Chacun s’est racheté une conscience. Auchan, dont on a retrouvé des étiquettes dans les ruines de l’immeuble effondré de Dacca, a signé une charte internationale sur la sécurité des bâtiments, se réservant le droit d’en discuter les modalités d’application. D’autres, comme Leclerc, se retournent contre "la puissance publique", l’Etat du Bangladesh dont "c’est le travail de vérifier les permis de construire" ! "Salauds de pauvres", disait Gabin dans la Traversée de Paris. Des pauvres qui osent accepter de travailler pour rien ou presque et qui en plus n’ont pas des bâtiments aussi solides et climatisés qu’en banlieue parisienne. Pourquoi pas aux normes sismiques non plus ? On ne sait plus, en lisant de telles réactions, s’il faut parler de cynisme ou de bêtise.

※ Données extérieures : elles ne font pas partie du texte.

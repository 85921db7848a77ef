//! Commands that fit no other category.

use fieldtrace_syntax::{
    CommandCategory, CommandSemantics, CommandSyntax, FieldEffect, GrammarSupport, ParamType,
    RetainClass, StaticCreate, SyntaxPattern, field, lit, param, seq,
};

use super::{opaque_args, opt_kv};

fn decl(name: &str, syntax: SyntaxPattern) -> CommandSyntax {
    CommandSyntax::new(name, CommandCategory::Misc, syntax)
}

fn preserves() -> CommandSemantics {
    CommandSemantics::new().preserves_all()
}

pub(crate) fn declarations() -> Vec<CommandSyntax> {
    vec![
        decl("highlight", opaque_args())
            .with_grammar_support(GrammarSupport::Recognized)
            .with_semantics(preserves()),
        decl(
            "format",
            seq([
                opt_kv("mvsep", param(ParamType::Str, "mvsep")),
                opt_kv("maxresults", param(ParamType::Int, "maxresults")),
            ]),
        )
        .with_grammar_support(GrammarSupport::Partial)
        .with_semantics(
            CommandSemantics::new()
                .drops_all_except([RetainClass::Creates])
                .with_static_create(StaticCreate::new("search")),
        ),
        decl("history", opaque_args())
            .with_grammar_support(GrammarSupport::Recognized)
            .with_semantics(CommandSemantics::new().drops_all_except([RetainClass::Creates])),
        decl("localize", opaque_args())
            .with_grammar_support(GrammarSupport::Recognized)
            .with_semantics(preserves()),
        decl("localop", opaque_args())
            .with_grammar_support(GrammarSupport::Recognized)
            .with_semantics(preserves()),
        decl("noop", opaque_args())
            .with_grammar_support(GrammarSupport::Recognized)
            .with_semantics(preserves()),
        decl("typer", opaque_args())
            .with_grammar_support(GrammarSupport::Recognized)
            .with_semantics(preserves().with_static_create(StaticCreate::new("eventtype"))),
        decl("typelearner", opaque_args())
            .with_grammar_support(GrammarSupport::Recognized)
            .with_semantics(preserves()),
        decl(
            "analyzefields",
            seq([
                lit("classfield"),
                lit("="),
                field("classfield").with_effect(FieldEffect::Consumes),
            ]),
        )
        .with_alias("af")
        .with_grammar_support(GrammarSupport::Partial)
        .with_semantics(CommandSemantics::new().drops_all_except([RetainClass::Creates])),
        decl("audit", opaque_args())
            .with_grammar_support(GrammarSupport::Recognized)
            .with_semantics(preserves()),
        decl("reltime", opaque_args())
            .with_grammar_support(GrammarSupport::Recognized)
            .with_semantics(preserves().with_static_create(StaticCreate::new("reltime"))),
        decl(
            "abstract",
            seq([
                opt_kv("maxterms", param(ParamType::Int, "maxterms")),
                opt_kv("maxlines", param(ParamType::Int, "maxlines")),
            ]),
        )
        .with_semantics(preserves()),
        decl(
            "diff",
            seq([
                opt_kv("position1", param(ParamType::Int, "position1")),
                opt_kv("position2", param(ParamType::Int, "position2")),
                opt_kv("attribute", field("attribute").with_effect(FieldEffect::Consumes)),
            ]),
        )
        .with_grammar_support(GrammarSupport::Partial)
        .with_semantics(CommandSemantics::new().drops_all_except([RetainClass::Creates])),
        decl(
            "concurrency",
            seq([
                opt_kv("duration", field("duration").with_effect(FieldEffect::Consumes)),
                opt_kv("start", field("start").with_effect(FieldEffect::Consumes)),
            ]),
        )
        .with_semantics(
            preserves().with_static_create(
                StaticCreate::new("concurrency").with_depends_on(["duration", "start"]),
            ),
        ),
        decl(
            "predict",
            seq([
                field("field").with_effect(FieldEffect::Consumes),
                seq([
                    lit("as"),
                    field("alias")
                        .with_effect(FieldEffect::Creates)
                        .with_depends_on(["field"]),
                ])
                .optional(),
                opt_kv("algorithm", param(ParamType::Str, "algorithm")),
                opt_kv("future_timespan", param(ParamType::Int, "future_timespan")),
            ]),
        )
        .with_grammar_support(GrammarSupport::Partial)
        .with_semantics(
            preserves().with_static_create(
                StaticCreate::new("prediction").with_depends_on(["field"]),
            ),
        ),
        decl(
            "trendline",
            seq([
                param(ParamType::Str, "trendtype"),
                lit("("),
                field("field").with_effect(FieldEffect::Consumes),
                lit(")"),
                seq([
                    lit("as"),
                    field("alias")
                        .with_effect(FieldEffect::Creates)
                        .with_depends_on(["field"]),
                ])
                .optional(),
            ])
            .one_or_more(),
        )
        .with_semantics(preserves()),
        decl(
            "x11",
            seq([
                param(ParamType::Str, "type"),
                lit("("),
                field("field").with_effect(FieldEffect::Consumes),
                lit(")"),
                seq([
                    lit("as"),
                    field("alias")
                        .with_effect(FieldEffect::Creates)
                        .with_depends_on(["field"]),
                ])
                .optional(),
            ]),
        )
        .with_grammar_support(GrammarSupport::Partial)
        .with_semantics(preserves()),
    ]
}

Petit rappel alors. Le Bangladesh est un pays surpeuplé, où la nature a la fâcheuse tendance à détruire le peu que l’on a construit :
1970. Un cyclone fait 500 000 morts 1985.
Un raz de marée tue 4 500 personnes 1991.
Un cyclone encore, 135 000 morts 1998.
Inondations, 30 millions de personnes se retrouvent sans-abris ! 2007.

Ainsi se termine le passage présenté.